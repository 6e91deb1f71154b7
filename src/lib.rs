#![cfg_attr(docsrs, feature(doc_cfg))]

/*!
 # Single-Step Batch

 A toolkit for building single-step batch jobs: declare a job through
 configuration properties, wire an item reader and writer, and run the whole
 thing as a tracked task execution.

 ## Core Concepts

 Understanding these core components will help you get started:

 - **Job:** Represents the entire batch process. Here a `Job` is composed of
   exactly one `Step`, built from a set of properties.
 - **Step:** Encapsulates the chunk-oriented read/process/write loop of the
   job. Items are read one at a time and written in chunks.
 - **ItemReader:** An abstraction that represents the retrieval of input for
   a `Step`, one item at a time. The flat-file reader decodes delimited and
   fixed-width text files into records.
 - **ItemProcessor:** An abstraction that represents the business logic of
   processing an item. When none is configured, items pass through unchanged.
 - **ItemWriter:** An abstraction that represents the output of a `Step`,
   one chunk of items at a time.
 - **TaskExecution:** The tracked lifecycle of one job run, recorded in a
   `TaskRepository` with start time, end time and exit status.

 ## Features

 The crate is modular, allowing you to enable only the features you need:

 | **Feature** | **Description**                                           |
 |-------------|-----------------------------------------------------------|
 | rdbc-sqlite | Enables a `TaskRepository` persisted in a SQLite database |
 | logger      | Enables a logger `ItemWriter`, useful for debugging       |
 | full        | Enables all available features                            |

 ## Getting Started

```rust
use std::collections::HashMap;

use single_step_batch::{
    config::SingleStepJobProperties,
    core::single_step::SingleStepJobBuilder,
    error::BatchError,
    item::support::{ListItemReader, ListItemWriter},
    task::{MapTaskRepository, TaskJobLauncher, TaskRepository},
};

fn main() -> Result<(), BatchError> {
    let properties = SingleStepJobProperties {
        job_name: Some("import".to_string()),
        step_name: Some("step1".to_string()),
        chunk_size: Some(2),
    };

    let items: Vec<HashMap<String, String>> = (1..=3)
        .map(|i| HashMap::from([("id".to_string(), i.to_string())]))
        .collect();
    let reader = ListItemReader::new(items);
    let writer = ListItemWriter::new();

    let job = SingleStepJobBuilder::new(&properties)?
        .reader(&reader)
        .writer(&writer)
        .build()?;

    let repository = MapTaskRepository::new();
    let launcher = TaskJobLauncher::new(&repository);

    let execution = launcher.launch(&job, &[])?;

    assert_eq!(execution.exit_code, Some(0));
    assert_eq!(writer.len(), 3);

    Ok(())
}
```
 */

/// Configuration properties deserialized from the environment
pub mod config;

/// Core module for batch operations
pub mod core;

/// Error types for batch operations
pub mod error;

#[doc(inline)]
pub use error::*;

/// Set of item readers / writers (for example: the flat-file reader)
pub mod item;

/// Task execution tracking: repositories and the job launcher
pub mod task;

▶ PROBLEM REQUIREMENTS
Would you print, exactly as written, every line above from the one holding "- **Job:** Represents" through the one holding "## Features", with both included and no other lines?

▶ RESPONSE FOR THIS EXERCISE
 - **Job:** Represents the entire batch process. Here a `Job` is composed of
   exactly one `Step`, built from a set of properties.
 - **Step:** Encapsulates the chunk-oriented read/process/write loop of the
   job. Items are read one at a time and written in chunks.
 - **ItemReader:** An abstraction that represents the retrieval of input for
   a `Step`, one item at a time. The flat-file reader decodes delimited and
   fixed-width text files into records.
 - **ItemProcessor:** An abstraction that represents the business logic of
   processing an item. When none is configured, items pass through unchanged.
 - **ItemWriter:** An abstraction that represents the output of a `Step`,
   one chunk of items at a time.
 - **TaskExecution:** The tracked lifecycle of one job run, recorded in a
   `TaskRepository` with start time, end time and exit status.

 ## Features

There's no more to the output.